M. de Sismondi essayait à son tour de combattre la fougue de M. Mazzini. Invité à écrire dans la Jeune Italie, il répondit immédiatement[1] : « Si par mon nom, par mon exemple, je puis être utile à cette Italie que j’aime comme une patrie, que je ne cesserai de servir de toutes mes forces, et pour laquelle je ne cesserai d’espérer, je vous promets ma coopération. » Il fut beau de voir la déférence filiale du jeune Italien et le noble empressement de l’économiste genevois. M. de Sismondi n’épargnait pas les avis et posait les questions. « Les Italiens, disait-il, peuvent arriver à la liberté par trois voies absolument distinctes : par des réformes pacifiques, par des insurrections nationales, par une guerre européenne qui offre à l’Italie l’occasion de saisir son indépendance. Dans les deux derniers cas, préférez-vous la monarchie ou la république, le gouvernement unitaire ou le fédéralisme ? Comment réglez-vous les élections, comment intéressez-vous les agriculteurs à la révolution ? Vous êtes unitaire et républicain.

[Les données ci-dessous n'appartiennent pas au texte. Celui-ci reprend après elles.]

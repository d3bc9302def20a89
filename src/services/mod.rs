pub mod advisory;
pub mod analysis;
pub mod color_parser;
pub mod engine;
pub mod http_engine;
pub mod pipeline;
pub mod region_normalizer;
pub mod request_builder;
pub mod scheduler;

pub use advisory::{Advisory, AdvisoryBus, Notice};
pub use analysis::{effective_cvd, AnalysisCompositor};
pub use color_parser::{parse_colors, parse_hex_list};
pub use engine::{
    AnalysisRequest, Constraints, Engine, EngineRequest, InputSource, Operation, PaletteCatalog,
    SharedEngine,
};
pub use http_engine::HttpEngine;
pub use pipeline::{Pipeline, PipelineConfig, PipelineHandle, PipelineState};
pub use region_normalizer::{normalize_region, normalize_regions};
pub use request_builder::{build_request, BuiltRequest};
pub use scheduler::{GenerationScheduler, RequestState};
//! Non-fatal notifications for the UI.
//!
//! Degradations (unusable paste input, fallbacks) and engine failures never
//! stop the pipeline; they are published here so the UI can show a toast.

use chrono::{DateTime, Utc};
use serde::Serialize;
use std::fmt;
use tokio::sync::broadcast;

use crate::models::RegionAxis;

/// Something the user should know about but that did not stop the pipeline
#[derive(Debug, Clone, PartialEq, Serialize)]
#[serde(tag = "kind", rename_all = "snake_case")]
pub enum Advisory {
    /// Extension requested but the existing palette held no colors
    ExtendFellBack,
    /// Fixed input colors were given but none could be parsed
    InputColorsIgnored,
    /// No regions configured; the built-in default region was used
    DefaultRegionUsed,
    /// A region has min > max on a non-hue axis
    InvertedBounds { region: usize, axes: Vec<RegionAxis> },
    /// Background enabled but its color text is not a valid hex color
    InvalidBackground { value: String },
    EngineUnavailable { reason: String },
    GenerationFailed { reason: String },
    AnalysisFailed { reason: String },
    CatalogUnavailable { reason: String },
}

impl fmt::Display for Advisory {
    fn fmt(&self, f: &mut fmt::Formatter<'_>) -> fmt::Result {
        match self {
            Advisory::ExtendFellBack => {
                write!(f, "No valid existing colors found, generated a new palette instead")
            }
            Advisory::InputColorsIgnored => {
                write!(f, "No valid input colors found, using color-space regions")
            }
            Advisory::DefaultRegionUsed => {
                write!(f, "No regions configured, using the default region")
            }
            Advisory::InvertedBounds { region, axes } => {
                write!(f, "Region {} has inverted bounds: ", region + 1)?;
                let names: Vec<&str> = axes
                    .iter()
                    .map(|axis| match axis {
                        RegionAxis::SaturationOrChroma => "saturation/chroma",
                        RegionAxis::Lightness => "lightness",
                    })
                    .collect();
                write!(f, "{}", names.join(", "))
            }
            Advisory::InvalidBackground { value } => {
                write!(f, "Background '{value}' is not a valid color and was ignored")
            }
            Advisory::EngineUnavailable { reason } => {
                write!(f, "Palette engine unavailable: {reason}")
            }
            Advisory::GenerationFailed { reason } => {
                write!(f, "Palette generation failed: {reason}")
            }
            Advisory::AnalysisFailed { reason } => write!(f, "Palette analysis failed: {reason}"),
            Advisory::CatalogUnavailable { reason } => {
                write!(f, "Built-in palettes unavailable: {reason}")
            }
        }
    }
}

/// A published advisory with its timestamp and rendered message
#[derive(Debug, Clone, Serialize)]
pub struct Notice {
    pub at: DateTime<Utc>,
    #[serde(flatten)]
    pub advisory: Advisory,
    pub message: String,
}

/// Broadcast channel for advisories
#[derive(Clone)]
pub struct AdvisoryBus {
    sender: broadcast::Sender<Notice>,
}

impl AdvisoryBus {
    pub fn new() -> Self {
        let (sender, _) = broadcast::channel(32);
        Self { sender }
    }

    /// Publish an advisory; dropped silently when nobody is listening
    pub fn publish(&self, advisory: Advisory) {
        let notice = Notice {
            at: Utc::now(),
            message: advisory.to_string(),
            advisory,
        };
        let _ = self.sender.send(notice);
    }

    pub fn subscribe(&self) -> broadcast::Receiver<Notice> {
        self.sender.subscribe()
    }
}

impl Default for AdvisoryBus {
    fn default() -> Self {
        Self::new()
    }
}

Sur les principes, je suis en grande partie d’accord avec vous, c’est-à-dire que, porté par mes sympathies à préférer partout les institutions républicaines, je les désire surtout pour l’Italie. Cependant, si (chose peu probable) le roi de Naples ou de Piémont voulait combattre pour l’indépendance, ne devrait-on pas préférer cette indépendance appuyée sur la force à la liberté ? D’un autre côté, la liberté, donnée même par des étrangers à l’Italie, ne serait-elle pas un moyen pour conquérir l’indépendance ? Enfin la liberté elle-même présente le plus redoutable de tous les problèmes, celui de la protection des classes pauvres et ignorantes. Doit-on s’acharner contre les doctrinaires, tant que ce

  1. Cette réponse a été insérée dans la Jeune Italie.